▶ **REQUIRED ACTION**: Copy every record exactly as it appears in the data below.

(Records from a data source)
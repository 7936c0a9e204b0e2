//! Collaborator call contracts, checked with mockall

use async_trait::async_trait;
use mockall::mock;
use remedy_core::{
    AppliedFix, Collaborators, DeploymentManager, DetectedError, FixCandidate, Fixer,
    PatternMatcher, RemediationConfig, RemediationFailure, RemediationOrchestrator,
    RemediationOutcome, Severity, TestReport, TestRunner,
};
use remedy_test_utils::{candidates, detected_error, memory_rollback, read, source_file};
use remedy_rollback::DEFAULT_MAX_BACKUPS;
use std::path::Path;
use std::sync::Arc;

mock! {
    pub Matcher {}

    #[async_trait]
    impl PatternMatcher for Matcher {
        async fn find_matches(&self, error: &DetectedError) -> Vec<FixCandidate>;
    }
}

mock! {
    pub Fix {}

    #[async_trait]
    impl Fixer for Fix {
        async fn apply_fix(&self, candidate: &FixCandidate, error: &DetectedError) -> anyhow::Result<AppliedFix>;
    }
}

mock! {
    pub Tests {}

    #[async_trait]
    impl TestRunner for Tests {
        async fn run_tests(&self, source: &Path) -> anyhow::Result<TestReport>;
    }
}

mock! {
    pub Deployer {}

    #[async_trait]
    impl DeploymentManager for Deployer {
        async fn deploy(&self, source: &Path, fix: &AppliedFix) -> anyhow::Result<bool>;
    }
}

fn matcher_returning(names: &'static [&'static str]) -> MockMatcher {
    let mut matcher = MockMatcher::new();
    matcher
        .expect_find_matches()
        .times(1)
        .returning(move |_| candidates(names));
    matcher
}

fn untouched_collaborators(matcher: MockMatcher) -> Collaborators {
    let mut fixer = MockFix::new();
    fixer.expect_apply_fix().times(0);
    let mut tests = MockTests::new();
    tests.expect_run_tests().times(0);
    let mut deployer = MockDeployer::new();
    deployer.expect_deploy().times(0);

    Collaborators::new(
        Arc::new(matcher),
        Arc::new(fixer),
        Arc::new(tests),
        Arc::new(deployer),
    )
}

#[tokio::test]
async fn dry_run_calls_nothing_after_matching() {
    let dir = tempfile::tempdir().unwrap();
    let source = source_file(dir.path(), "a.rs", "broken\n");
    let (rollback, _store) = memory_rollback(DEFAULT_MAX_BACKUPS).await;
    let config = RemediationConfig::new().with_dry_run(true).with_auto_deploy(true);
    let orch = RemediationOrchestrator::new(
        config,
        rollback.clone(),
        untouched_collaborators(matcher_returning(&["null-check", "default-value"])),
    )
    .unwrap();

    let result = orch
        .manual_remediate(detected_error("e-1", Severity::Critical, &source))
        .await;

    assert!(result.success);
    assert!(!result.deployed);
    assert!(!result.rollback_available);
    assert_eq!(result.fix_applied.as_deref(), Some("null-check"));
    assert!(result.log_contains("dry run: would apply null-check"));
    assert!(rollback.list_backups().await.is_empty());
    assert_eq!(read(&source), "broken\n");
}

#[tokio::test]
async fn auto_fix_disabled_stops_after_matching() {
    let dir = tempfile::tempdir().unwrap();
    let source = source_file(dir.path(), "a.rs", "broken\n");
    let (rollback, _store) = memory_rollback(DEFAULT_MAX_BACKUPS).await;
    let orch = RemediationOrchestrator::new(
        RemediationConfig::new().with_auto_fix(false),
        rollback.clone(),
        untouched_collaborators(matcher_returning(&["null-check"])),
    )
    .unwrap();

    let result = orch
        .manual_remediate(detected_error("e-1", Severity::High, &source))
        .await;

    assert_eq!(
        result.outcome,
        RemediationOutcome::Failed {
            reason: RemediationFailure::AutoFixDisabled
        }
    );
    assert!(!result.rollback_available);
    assert!(result.log_contains("null-check"));
    assert!(rollback.list_backups().await.is_empty());
}

#[tokio::test]
async fn fixer_receives_ranked_candidate_and_error() {
    let dir = tempfile::tempdir().unwrap();
    let source = source_file(dir.path(), "a.rs", "broken\n");
    let other = dir.path().join("b.rs");
    let (rollback, _store) = memory_rollback(DEFAULT_MAX_BACKUPS).await;

    let mut fixer = MockFix::new();
    let touched = vec![source.clone(), other.clone()];
    fixer
        .expect_apply_fix()
        .withf(|candidate, error| candidate.name == "null-check" && error.id == "e-1")
        .times(1)
        .returning(move |candidate, _| {
            Ok(AppliedFix::new(&candidate.name, "guarded lookup").with_paths(touched.clone()))
        });

    let mut tests = MockTests::new();
    let expected = source.clone();
    tests
        .expect_run_tests()
        .withf(move |path| path == expected.as_path())
        .times(1)
        .returning(|_| Ok(TestReport::all(3)));

    let mut deployer = MockDeployer::new();
    deployer
        .expect_deploy()
        .withf(|_, fix| fix.candidate_name == "null-check")
        .times(1)
        .returning(|_, _| Ok(true));

    let orch = RemediationOrchestrator::new(
        RemediationConfig::new().with_auto_deploy(true),
        rollback,
        Collaborators::new(
            Arc::new(matcher_returning(&["null-check"])),
            Arc::new(fixer),
            Arc::new(tests),
            Arc::new(deployer),
        ),
    )
    .unwrap();

    let result = orch
        .manual_remediate(detected_error("e-1", Severity::High, &source))
        .await;

    assert!(result.deployed);
    assert_eq!((result.tests_run, result.tests_passed), (3, 3));
    // Only the error's own source is covered by the backup
    assert!(result.log_contains("b.rs is not covered by the backup"));
}

#[tokio::test]
async fn deployment_error_is_retried_with_next_candidate() {
    let dir = tempfile::tempdir().unwrap();
    let source = source_file(dir.path(), "a.rs", "broken\n");
    let (rollback, _store) = memory_rollback(DEFAULT_MAX_BACKUPS).await;

    let mut fixer = MockFix::new();
    fixer
        .expect_apply_fix()
        .times(2)
        .returning(|candidate, _| Ok(AppliedFix::new(&candidate.name, "edit")));

    let mut tests = MockTests::new();
    tests.expect_run_tests().times(2).returning(|_| Ok(TestReport::all(1)));

    let mut deployer = MockDeployer::new();
    let mut seq = mockall::Sequence::new();
    deployer
        .expect_deploy()
        .times(1)
        .in_sequence(&mut seq)
        .returning(|_, _| Err(anyhow::anyhow!("cluster unreachable")));
    deployer
        .expect_deploy()
        .times(1)
        .in_sequence(&mut seq)
        .returning(|_, _| Ok(true));

    let orch = RemediationOrchestrator::new(
        RemediationConfig::new().with_auto_deploy(true),
        rollback,
        Collaborators::new(
            Arc::new(matcher_returning(&["null-check", "default-value"])),
            Arc::new(fixer),
            Arc::new(tests),
            Arc::new(deployer),
        ),
    )
    .unwrap();

    let result = orch
        .manual_remediate(detected_error("e-1", Severity::Critical, &source))
        .await;

    assert!(result.deployed);
    assert_eq!(result.fix_applied.as_deref(), Some("default-value"));
    assert!(result.log_contains("cluster unreachable"));
}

▶ **SOLUTION TO THE EXERCISE**:
repository 7936c0a9e204b0e2
//! Collaborator call contracts, checked with mockall

use async_trait::async_trait;
use mockall::mock;
use remedy_core::{
    AppliedFix, Collaborators, DeploymentManager, DetectedError, FixCandidate, Fixer,
    PatternMatcher, RemediationConfig, RemediationFailure, RemediationOrchestrator,
    RemediationOutcome, Severity, TestReport, TestRunner,
};
use remedy_test_utils::{candidates, detected_error, memory_rollback, read, source_file};
use remedy_rollback::DEFAULT_MAX_BACKUPS;
use std::path::Path;
use std::sync::Arc;

mock! {
    pub Matcher {}

    #[async_trait]
    impl PatternMatcher for Matcher {
        async fn find_matches(&self, error: &DetectedError) -> Vec<FixCandidate>;
    }
}

mock! {
    pub Fix {}

    #[async_trait]
    impl Fixer for Fix {
        async fn apply_fix(&self, candidate: &FixCandidate, error: &DetectedError) -> anyhow::Result<AppliedFix>;
    }
}

mock! {
    pub Tests {}

    #[async_trait]
    impl TestRunner for Tests {
        async fn run_tests(&self, source: &Path) -> anyhow::Result<TestReport>;
    }
}

mock! {
    pub Deployer {}

    #[async_trait]
    impl DeploymentManager for Deployer {
        async fn deploy(&self, source: &Path, fix: &AppliedFix) -> anyhow::Result<bool>;
    }
}

fn matcher_returning(names: &'static [&'static str]) -> MockMatcher {
    let mut matcher = MockMatcher::new();
    matcher
        .expect_find_matches()
        .times(1)
        .returning(move |_| candidates(names));
    matcher
}

fn untouched_collaborators(matcher: MockMatcher) -> Collaborators {
    let mut fixer = MockFix::new();
    fixer.expect_apply_fix().times(0);
    let mut tests = MockTests::new();
    tests.expect_run_tests().times(0);
    let mut deployer = MockDeployer::new();
    deployer.expect_deploy().times(0);

    Collaborators::new(
        Arc::new(matcher),
        Arc::new(fixer),
        Arc::new(tests),
        Arc::new(deployer),
    )
}

#[tokio::test]
async fn dry_run_calls_nothing_after_matching() {
    let dir = tempfile::tempdir().unwrap();
    let source = source_file(dir.path(), "a.rs", "broken\n");
    let (rollback, _store) = memory_rollback(DEFAULT_MAX_BACKUPS).await;
    let config = RemediationConfig::new().with_dry_run(true).with_auto_deploy(true);
    let orch = RemediationOrchestrator::new(
        config,
        rollback.clone(),
        untouched_collaborators(matcher_returning(&["null-check", "default-value"])),
    )
    .unwrap();

    let result = orch
        .manual_remediate(detected_error("e-1", Severity::Critical, &source))
        .await;

    assert!(result.success);
    assert!(!result.deployed);
    assert!(!result.rollback_available);
    assert_eq!(result.fix_applied.as_deref(), Some("null-check"));
    assert!(result.log_contains("dry run: would apply null-check"));
    assert!(rollback.list_backups().await.is_empty());
    assert_eq!(read(&source), "broken\n");
}

#[tokio::test]
async fn auto_fix_disabled_stops_after_matching() {
    let dir = tempfile::tempdir().unwrap();
    let source = source_file(dir.path(), "a.rs", "broken\n");
    let (rollback, _store) = memory_rollback(DEFAULT_MAX_BACKUPS).await;
    let orch = RemediationOrchestrator::new(
        RemediationConfig::new().with_auto_fix(false),
        rollback.clone(),
        untouched_collaborators(matcher_returning(&["null-check"])),
    )
    .unwrap();

    let result = orch
        .manual_remediate(detected_error("e-1", Severity::High, &source))
        .await;

    assert_eq!(
        result.outcome,
        RemediationOutcome::Failed {
            reason: RemediationFailure::AutoFixDisabled
        }
    );
    assert!(!result.rollback_available);
    assert!(result.log_contains("null-check"));
    assert!(rollback.list_backups().await.is_empty());
}

#[tokio::test]
async fn fixer_receives_ranked_candidate_and_error() {
    let dir = tempfile::tempdir().unwrap();
    let source = source_file(dir.path(), "a.rs", "broken\n");
    let other = dir.path().join("b.rs");
    let (rollback, _store) = memory_rollback(DEFAULT_MAX_BACKUPS).await;

    let mut fixer = MockFix::new();
    let touched = vec![source.clone(), other.clone()];
    fixer
        .expect_apply_fix()
        .withf(|candidate, error| candidate.name == "null-check" && error.id == "e-1")
        .times(1)
        .returning(move |candidate, _| {
            Ok(AppliedFix::new(&candidate.name, "guarded lookup").with_paths(touched.clone()))
        });

    let mut tests = MockTests::new();
    let expected = source.clone();
    tests
        .expect_run_tests()
        .withf(move |path| path == expected.as_path())
        .times(1)
        .returning(|_| Ok(TestReport::all(3)));

    let mut deployer = MockDeployer::new();
    deployer
        .expect_deploy()
        .withf(|_, fix| fix.candidate_name == "null-check")
        .times(1)
        .returning(|_, _| Ok(true));

    let orch = RemediationOrchestrator::new(
        RemediationConfig::new().with_auto_deploy(true),
        rollback,
        Collaborators::new(
            Arc::new(matcher_returning(&["null-check"])),
            Arc::new(fixer),
            Arc::new(tests),
            Arc::new(deployer),
        ),
    )
    .unwrap();

    let result = orch
        .manual_remediate(detected_error("e-1", Severity::High, &source))
        .await;

    assert!(result.deployed);
    assert_eq!((result.tests_run, result.tests_passed), (3, 3));
    // Only the error's own source is covered by the backup
    assert!(result.log_contains("b.rs is not covered by the backup"));
}

#[tokio::test]
async fn deployment_error_is_retried_with_next_candidate() {
    let dir = tempfile::tempdir().unwrap();
    let source = source_file(dir.path(), "a.rs", "broken\n");
    let (rollback, _store) = memory_rollback(DEFAULT_MAX_BACKUPS).await;

    let mut fixer = MockFix::new();
    fixer
        .expect_apply_fix()
        .times(2)
        .returning(|candidate, _| Ok(AppliedFix::new(&candidate.name, "edit")));

    let mut tests = MockTests::new();
    tests.expect_run_tests().times(2).returning(|_| Ok(TestReport::all(1)));

    let mut deployer = MockDeployer::new();
    let mut seq = mockall::Sequence::new();
    deployer
        .expect_deploy()
        .times(1)
        .in_sequence(&mut seq)
        .returning(|_, _| Err(anyhow::anyhow!("cluster unreachable")));
    deployer
        .expect_deploy()
        .times(1)
        .in_sequence(&mut seq)
        .returning(|_, _| Ok(true));

    let orch = RemediationOrchestrator::new(
        RemediationConfig::new().with_auto_deploy(true),
        rollback,
        Collaborators::new(
            Arc::new(matcher_returning(&["null-check", "default-value"])),
            Arc::new(fixer),
            Arc::new(tests),
            Arc::new(deployer),
        ),
    )
    .unwrap();

    let result = orch
        .manual_remediate(detected_error("e-1", Severity::Critical, &source))
        .await;

    assert!(result.deployed);
    assert_eq!(result.fix_applied.as_deref(), Some("default-value"));
    assert!(result.log_contains("cluster unreachable"));
}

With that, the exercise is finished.